Methanol is vital in biodiesel production and the chemical industry in Brazil, where it is used to synthesize a variety of products.
Furthermore, methane collection from the atmosphere is critical for mitigating the negative consequences of climate change since the gas has 25 times the potential to contribute to global warming as CO2, for example.
“There’s a great debate in the scientific community about the size of the planet’s methane reserves. According to some estimates, they may have double the energy potential of all other fossil fuels combined. In the transition to renewables, we’ll have to tap into all this methane at some point,” Marcos da Silva, first author of the article, told Agência FAPESP. Silva is a Ph.D. candidate in the Physics Department of the Federal University of São Carlos (UFSCar).
The study was supported by FAPESP, the Higher Research Council (CAPES, an agency of the Ministry of Education), and the National Council for Scientific and Technological Development (CNPq, an arm of the Ministry of Science, Technology, and Innovation).
According to Ivo Freitas Teixeira, a professor at UFSCar, Silva’s thesis advisor and the last author of the article, the photocatalyst used in the study was a key innovation. “Our group innovated significantly by oxidizing methane in a single stage,” he said. “In the chemical industry, this conversion occurs via the production of hydrogen and CO2 in at least two stages and under very high temperature and pressure conditions. Our success in obtaining methanol under mild conditions, while also expending less energy, is a major step forward.”
According to Teixeira, the results pave the way for future research into the use of solar energy for this conversion process, potentially reducing its environmental impact still further.

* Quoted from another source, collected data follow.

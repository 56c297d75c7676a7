//! Tracing bridge: records ambient `tracing` events into a [`Tracker`].
//!
//! Installing a [`TrackerLayer`] turns every event the subscriber sees
//! into a stored entry: `ERROR` events become error entries, everything
//! else becomes log entries, and the event's message and structured fields
//! become the payload. The call-site comes from the event's static
//! metadata, so no stack capture is involved on this path.

use std::fmt::Write as FmtWrite;

use serde_json::Value;
use tracing::field::{Field, Visit};
use tracing::span::{Attributes, Record};
use tracing::{Event, Id, Level, Subscriber};
use tracing_subscriber::layer::Context;
use tracing_subscriber::registry::LookupSpan;
use tracing_subscriber::Layer;

use crate::callsite::{CallSite, UNKNOWN_LOCATION};
use crate::entry::EntryKind;
use crate::sink::TARGET_PREFIX;
use crate::tracker::Tracker;

/// A tracing `Layer` that records events into a tracker.
///
/// Events this workspace emits itself (targets under [`TARGET_PREFIX`],
/// which includes the default sink's output) are skipped, so a tracker
/// wired with both the layer and the `TracingSink` does not feed back
/// into itself.
pub struct TrackerLayer {
    tracker: Tracker,
}

impl TrackerLayer {
    pub fn new(tracker: Tracker) -> Self {
        Self { tracker }
    }
}

impl<S> Layer<S> for TrackerLayer
where
    S: Subscriber + for<'a> LookupSpan<'a>,
{
    fn on_event(&self, event: &Event<'_>, ctx: Context<'_, S>) {
        let metadata = event.metadata();

        if metadata.target().starts_with(TARGET_PREFIX) {
            return;
        }

        let kind = if *metadata.level() == Level::ERROR {
            EntryKind::Error
        } else {
            EntryKind::Log
        };

        let mut visitor = EventVisitor::new();
        event.record(&mut visitor);
        let mut fields = visitor.fields;

        // Fold the enclosing span names into the fields, root first.
        if let Some(scope) = ctx.event_scope(event) {
            let spans: Vec<String> = scope
                .from_root()
                .map(|span| span.name().to_string())
                .collect();
            if !spans.is_empty() {
                fields.insert("span".to_string(), Value::String(spans.join(" > ")));
            }
        }

        let mut payload = Vec::new();
        if let Some(message) = visitor.message {
            payload.push(Value::String(message));
        }
        if !fields.is_empty() {
            payload.push(Value::Object(fields));
        }

        let location = match (metadata.file(), metadata.line()) {
            (Some(file), Some(line)) => CallSite::from_file_line(file, line).to_string(),
            _ => UNKNOWN_LOCATION.to_string(),
        };

        self.tracker.record_at(kind, payload, location);
    }

    fn on_new_span(&self, _attrs: &Attributes<'_>, _id: &Id, _ctx: Context<'_, S>) {
        // Span lifecycle is not recorded; spans only show up as context on
        // the events inside them.
    }

    fn on_record(&self, _span: &Id, _values: &Record<'_>, _ctx: Context<'_, S>) {}

    fn on_close(&self, _id: Id, _ctx: Context<'_, S>) {}
}

/// Visitor that extracts the message and fields from a tracing event.
struct EventVisitor {
    message: Option<String>,
    fields: serde_json::Map<String, Value>,
}

impl EventVisitor {
    fn new() -> Self {
        Self {
            message: None,
            fields: serde_json::Map::new(),
        }
    }
}

impl Visit for EventVisitor {
    fn record_debug(&mut self, field: &Field, value: &dyn std::fmt::Debug) {
        let name = field.name();
        let mut buf = String::new();
        let _ = write!(&mut buf, "{:?}", value);

        if name == "message" {
            self.message = Some(buf);
        } else {
            self.fields.insert(name.to_string(), Value::String(buf));
        }
    }

    fn record_str(&mut self, field: &Field, value: &str) {
        let name = field.name();
        if name == "message" {
            self.message = Some(value.to_string());
        } else {
            self.fields
                .insert(name.to_string(), Value::String(value.to_string()));
        }
    }

    fn record_i64(&mut self, field: &Field, value: i64) {
        self.fields
            .insert(field.name().to_string(), Value::Number(value.into()));
    }

    fn record_u64(&mut self, field: &Field, value: u64) {
        self.fields
            .insert(field.name().to_string(), Value::Number(value.into()));
    }

    fn record_bool(&mut self, field: &Field, value: bool) {
        self.fields.insert(field.name().to_string(), Value::Bool(value));
    }

    fn record_f64(&mut self, field: &Field, value: f64) {
        if let Some(n) = serde_json::Number::from_f64(value) {
            self.fields.insert(field.name().to_string(), Value::Number(n));
        }
    }

    fn record_error(&mut self, field: &Field, value: &(dyn std::error::Error + 'static)) {
        self.fields
            .insert(field.name().to_string(), Value::String(value.to_string()));
    }
}

#[cfg(test)]
mod tests {
    use super::*;
    use crate::sink::MemorySink;
    use serde_json::json;
    use tracing_subscriber::prelude::*;

    fn bridged_tracker() -> (Tracker, impl tracing::Subscriber + Send + Sync + 'static) {
        let tracker = Tracker::builder().sink(MemorySink::new()).build();
        let subscriber = tracing_subscriber::registry().with(TrackerLayer::new(tracker.clone()));
        (tracker, subscriber)
    }

    #[test]
    fn test_layer_records_ambient_events() {
        let (tracker, subscriber) = bridged_tracker();

        tracing::subscriber::with_default(subscriber, || {
            tracing::info!(peer = "abc", "connected");
            tracing::warn!("careful");
            tracing::error!("boom");
        });

        let logs = tracker.logs();
        assert_eq!(logs.len(), 3);
        assert_eq!(logs[0].kind, EntryKind::Log);
        assert_eq!(logs[0].payload[0], json!("connected"));
        assert_eq!(logs[0].payload[1], json!({"peer": "abc"}));
        assert_eq!(logs[1].kind, EntryKind::Log);
        assert_eq!(logs[2].kind, EntryKind::Error);
        assert_eq!(logs[2].payload, vec![json!("boom")]);
        // Metadata gives the file and line of the macro invocation.
        assert!(logs[0].location.starts_with("File: layer.rs Line: "));
    }

    #[test]
    fn test_layer_adds_span_context() {
        let (tracker, subscriber) = bridged_tracker();

        tracing::subscriber::with_default(subscriber, || {
            let outer = tracing::info_span!("outer");
            let _outer = outer.enter();
            let inner = tracing::info_span!("inner");
            let _inner = inner.enter();
            tracing::info!("inside");
        });

        let logs = tracker.logs();
        assert_eq!(logs.len(), 1);
        assert_eq!(logs[0].payload[1], json!({"span": "outer > inner"}));
    }

    #[test]
    fn test_layer_ignores_tracker_own_output() {
        // Default sink emits tracing events; the layer must not feed them
        // back into the same tracker.
        let tracker = Tracker::new();
        let subscriber = tracing_subscriber::registry().with(TrackerLayer::new(tracker.clone()));

        tracing::subscriber::with_default(subscriber, || {
            tracker.log(vec![json!("direct")]);
        });

        let logs = tracker.logs();
        assert_eq!(logs.len(), 1);
        assert_eq!(logs[0].payload, vec![json!("direct")]);
    }
}
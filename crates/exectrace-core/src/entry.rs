//! Log entry types for the execution tracker.
//!
//! Each entry is a self-contained record: a sequential id, a severity kind,
//! the caller-supplied payload values, the inferred call-site, and a
//! creation timestamp. Entries are immutable once recorded.

use chrono::{DateTime, Utc};
use serde::{Deserialize, Serialize};
use serde_json::Value;

/// Placeholder payload for values that cannot be represented as JSON.
///
/// Payload conversion must never fail the recording call, so inputs that
/// `serde_json` rejects (e.g. maps with non-string keys) degrade to this
/// opaque marker instead of an error.
pub const OPAQUE_VALUE: &str = "<unserializable value>";

/// Severity of a recorded entry.
///
/// `group` headers are emitted on the diagnostic sink but are not stored,
/// so there is no `Group` variant here.
#[derive(Debug, Clone, Copy, PartialEq, Eq, Serialize, Deserialize)]
#[serde(rename_all = "lowercase")]
pub enum EntryKind {
    /// Ordinary informational record (`Tracker::log`)
    Log,
    /// Error-level record (`Tracker::err`)
    Error,
}

impl std::fmt::Display for EntryKind {
    fn fmt(&self, f: &mut std::fmt::Formatter<'_>) -> std::fmt::Result {
        match self {
            EntryKind::Log => write!(f, "log"),
            EntryKind::Error => write!(f, "error"),
        }
    }
}

/// A single recorded log entry.
///
/// Entries are handed out by value from [`Tracker::logs`](crate::Tracker::logs)
/// as defensive copies: mutating a returned entry or the returned list never
/// affects tracker state.
#[derive(Debug, Clone, Serialize, Deserialize)]
pub struct LogEntry {
    /// Positive sequential id, assigned from the tracker counter.
    ///
    /// Strictly increasing in creation order; gaps appear where `group`
    /// consumed an id without storing an entry.
    pub id: u64,

    /// Severity kind: `log` or `error`
    pub kind: EntryKind,

    /// Caller-supplied values, preserved in call order
    pub payload: Vec<Value>,

    /// Inferred call-site, or the `"unknown location"` sentinel
    pub location: String,

    /// When the entry was recorded
    pub timestamp: DateTime<Utc>,
}

impl LogEntry {
    /// Create a new entry stamped with the current time.
    pub fn new(id: u64, kind: EntryKind, payload: Vec<Value>, location: impl Into<String>) -> Self {
        Self {
            id,
            kind,
            payload,
            location: location.into(),
            timestamp: Utc::now(),
        }
    }
}

/// Convert an arbitrary serializable value into a payload element.
///
/// This is the conversion the [`track!`](crate::track) family of macros
/// applies to each argument. It cannot fail: values `serde_json` cannot
/// represent become the [`OPAQUE_VALUE`] marker string.
pub fn payload_value<T: Serialize>(value: &T) -> Value {
    serde_json::to_value(value).unwrap_or_else(|_| Value::String(OPAQUE_VALUE.to_string()))
}

/// Render a payload the way a console would.
///
/// String values print bare (no quotes), everything else as compact JSON,
/// separated by single spaces. Rendering never fails; an empty payload
/// renders as an empty string.
pub fn format_payload(payload: &[Value]) -> String {
    payload
        .iter()
        .map(|value| match value {
            Value::String(s) => s.clone(),
            other => other.to_string(),
        })
        .collect::<Vec<_>>()
        .join(" ")
}
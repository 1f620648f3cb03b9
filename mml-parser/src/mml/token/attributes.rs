//! Attribute list lexing
//!
//!     The text after `@c` / `@n` in an opening marker is a whitespace separated
//!     list of `key="value"` pairs. Values are double quoted and have no escaping
//!     scheme, so a value can never contain a double quote.
//!
//!     Parsing is tolerant: anything that is not a well formed `key="value"`
//!     triple is skipped. The `id` pair is pulled out of the list since ids are
//!     not attributes.
//!
//!     A quoted value is taken as written, even one holding `-->`: the marker
//!     scanner skips over quoted runs, so such a value parses and serializes
//!     back unchanged. The document API is stricter and refuses to store `-->`
//!     (see [`Attributes::validate_pair`]), since other markdown tools end the
//!     comment there.

use crate::mml::ast::Attributes;
use logos::Logos;

/// Tokens inside an opening marker's attribute list
#[derive(Logos, Debug, PartialEq, Clone)]
pub enum AttributeToken {
    #[regex(r"[A-Za-z_][A-Za-z0-9_\-]*")]
    Key,

    #[token("=")]
    Equals,

    #[regex(r#""[^"]*""#)]
    Quoted,

    #[regex(r"[ \t\r\n]+")]
    Whitespace,
}

/// Result of parsing an attribute list
#[derive(Debug, Clone, Default, PartialEq)]
pub struct ParsedAttributes {
    pub id: Option<String>,
    pub attributes: Attributes,
}

/// Parse the attribute list of an opening marker.
pub fn parse_attributes(source: &str) -> ParsedAttributes {
    let mut lexer = AttributeToken::lexer(source);
    let mut tokens: Vec<(Option<AttributeToken>, &str)> = Vec::new();
    while let Some(result) = lexer.next() {
        tokens.push((result.ok(), lexer.slice()));
    }

    let mut parsed = ParsedAttributes::default();
    let mut i = 0;
    while i < tokens.len() {
        match &tokens[i..] {
            [(Some(AttributeToken::Key), key), (Some(AttributeToken::Equals), _), (Some(AttributeToken::Quoted), quoted), ..] =>
            {
                let value = &quoted[1..quoted.len() - 1];
                if *key == "id" {
                    if parsed.id.is_none() && !value.is_empty() {
                        parsed.id = Some(value.to_string());
                    }
                } else {
                    parsed.attributes.insert(*key, value);
                }
                i += 3;
            }
            [(Some(AttributeToken::Whitespace), _), ..] => i += 1,
            [(_, stray), ..] => {
                log::debug!(target: "mml.lexing", "skipping stray attribute text {stray:?}");
                i += 1;
            }
            [] => break,
        }
    }
    parsed
}
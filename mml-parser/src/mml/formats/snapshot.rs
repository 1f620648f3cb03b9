//! JSON and YAML output of the [`NodeSnapshot`](crate::mml::ast::NodeSnapshot)

use super::registry::Formatter;
use crate::mml::ast::{snapshot_document, Document};
use crate::mml::error::{MmlError, MmlResult};

pub struct JsonFormatter;

impl Formatter for JsonFormatter {
    fn name(&self) -> &str {
        "json"
    }

    fn serialize(&self, doc: &Document) -> MmlResult<String> {
        serde_json::to_string_pretty(&snapshot_document(doc))
            .map_err(|e| MmlError::Serialization(e.to_string()))
    }

    fn description(&self) -> &str {
        "Tree snapshot as pretty printed JSON"
    }
}

pub struct YamlFormatter;

impl Formatter for YamlFormatter {
    fn name(&self) -> &str {
        "yaml"
    }

    fn serialize(&self, doc: &Document) -> MmlResult<String> {
        serde_yaml::to_string(&snapshot_document(doc))
            .map_err(|e| MmlError::Serialization(e.to_string()))
    }

    fn description(&self) -> &str {
        "Tree snapshot as YAML"
    }
}
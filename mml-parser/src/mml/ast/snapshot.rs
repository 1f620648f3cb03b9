//! Document snapshot: a normalized, serializable view of the tree
//!
//!     The snapshot is the single traversal shared by the treeviz, json and yaml
//!     formats; each of them only deals with presentation. Content nodes carry
//!     their rendered text and fragment map, containers carry their children.

use super::document::Document;
use super::node::{Node, NodeBody, NodeKind};
use indexmap::IndexMap;
use serde::{Deserialize, Serialize};

/// A snapshot of one node and everything below it
#[derive(Debug, Clone, PartialEq, Serialize, Deserialize)]
pub struct NodeSnapshot {
    pub id: String,
    pub kind: NodeKind,
    pub attributes: IndexMap<String, String>,
    #[serde(default, skip_serializing_if = "Option::is_none")]
    pub content: Option<String>,
    #[serde(default, skip_serializing_if = "IndexMap::is_empty")]
    pub fragments: IndexMap<String, Vec<String>>,
    #[serde(default, skip_serializing_if = "Vec::is_empty")]
    pub children: Vec<NodeSnapshot>,
}

impl NodeSnapshot {
    /// Number of nodes in this subtree, itself included
    pub fn count(&self) -> usize {
        1 + self.children.iter().map(NodeSnapshot::count).sum::<usize>()
    }
}

/// Snapshot the whole document, starting at the root
pub fn snapshot_document(doc: &Document) -> NodeSnapshot {
    snapshot_node(doc, doc.root())
}

fn snapshot_node(doc: &Document, node: &Node) -> NodeSnapshot {
    let attributes = node
        .attributes()
        .iter()
        .map(|(k, v)| (k.to_string(), v.to_string()))
        .collect();

    match node.body() {
        NodeBody::Container { children } => NodeSnapshot {
            id: node.id().to_string(),
            kind: NodeKind::Container,
            attributes,
            content: None,
            fragments: IndexMap::new(),
            children: children
                .iter()
                .filter_map(|child| doc.get(child))
                .map(|child| snapshot_node(doc, child))
                .collect(),
        },
        NodeBody::Content { text } => NodeSnapshot {
            id: node.id().to_string(),
            kind: NodeKind::Content,
            attributes,
            content: Some(text.render()),
            fragments: text.fragment_map(None),
            children: Vec::new(),
        },
    }
}

#[cfg(test)]
mod tests {
    use super::*;
    use crate::mml::ast::ROOT_ID;

    #[test]
    fn test_snapshot_mirrors_tree() {
        let mut doc = Document::new();
        let section = doc.create_container(ROOT_ID, [("type", "s")]).unwrap();
        doc.create_node("hi <!-- %x -->there<!-- /%x -->", &section, [("k", "v")])
            .unwrap();

        let snapshot = snapshot_document(&doc);
        assert_eq!(snapshot.id, ROOT_ID);
        assert_eq!(snapshot.count(), 3);

        let content = &snapshot.children[0].children[0];
        assert_eq!(content.kind, NodeKind::Content);
        assert_eq!(content.attributes["k"], "v");
        assert_eq!(content.fragments["x"], vec!["there".to_string()]);
        assert_eq!(
            content.content.as_deref(),
            Some("hi <!-- %x -->there<!-- /%x -->")
        );
    }

    #[test]
    fn test_snapshot_json_omits_empty_fields() {
        let doc = Document::new();
        let json = serde_json::to_value(snapshot_document(&doc)).unwrap();
        assert_eq!(json["kind"], "container");
        assert!(json.get("children").is_none());
        assert!(json.get("content").is_none());
    }
}
//! Query engine
//!
//!     [`Dom`] holds at most one [`Document`](crate::mml::ast::Document) and hands
//!     out queries over it. A query is a borrow of the document plus an ordered
//!     match set of node ids; it never copies the tree.
//!
//!         - [`Query`]: shared borrow, filters and terminal accessors only.
//!         - [`QueryMut`]: exclusive borrow, adds the `bulk_*` mutations.
//!
//!     Both start from every node id in document order, root included. The
//!     filters live on the [`Selection`] trait and consume the query, returning
//!     a narrowed one; clone a [`Query`] to branch a chain.
//!
//! Bulk operations
//!
//!     Bulk operations apply per item. An item that fails is skipped, counted in
//!     [`QueryMut::skipped`] and logged as a warning under `mml.query`; the batch
//!     goes on. Errors that concern the whole call (invalid attributes, a missing
//!     move target, content edits over a match set without content nodes) are
//!     returned before anything changes.
//!
//!     ```rust,ignore
//!     let mut dom = Dom::new();
//!     dom.set_document(text)?;
//!     dom.query_mut()?
//!         .where_attrs([("type", "x")])
//!         .bulk_set_attributes([("status", "done")])?;
//!     ```

pub mod dom;
pub mod selection;

pub use dom::{Dom, Query, QueryMut};
pub use selection::Selection;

In the laboratory, the scientists synthesized crystalline carbon nitride in the form of polyheptazine imide (PHI), using non-noble or earth-abundant transition metals, especially copper, to produce active visible-light photocatalysts.
They then used the photocatalysts in methane oxidation reactions with hydrogen peroxide as an initiator. The copper-PHI catalyst generated a large volume of oxygenated liquid products, especially methanol (2,900 micromoles per gram of material, or µmol.g-1 in four hours).
“We discovered the best catalyst and other conditions essential to the chemical reaction, such as using a large amount of water and only a small amount of hydrogen peroxide, which is an oxidizing agent,” Teixeira said. “The next steps include understanding more about the active copper sites in the material and their role in the reaction. We also plan to use oxygen directly to produce hydrogen peroxide in the reaction itself. If successful, this should make the process even safer and economically viable.”
Another point the group will continue to investigate relates to copper. “We work with dispersed copper. When we wrote the article, we didn’t know whether we were dealing with isolated atoms or clusters. We now know they’re clusters,” he explained.
In the study, the scientists used pure methane, but in the future, they will extract the gas from renewables such as biomass.
According to the United Nations, methane has so far caused about 30% of global warming since the pre-industrial age. Methane emissions from human activity could be reduced by as much as 45% in the decade ahead, avoiding a rise of almost 0.3°C by 2045.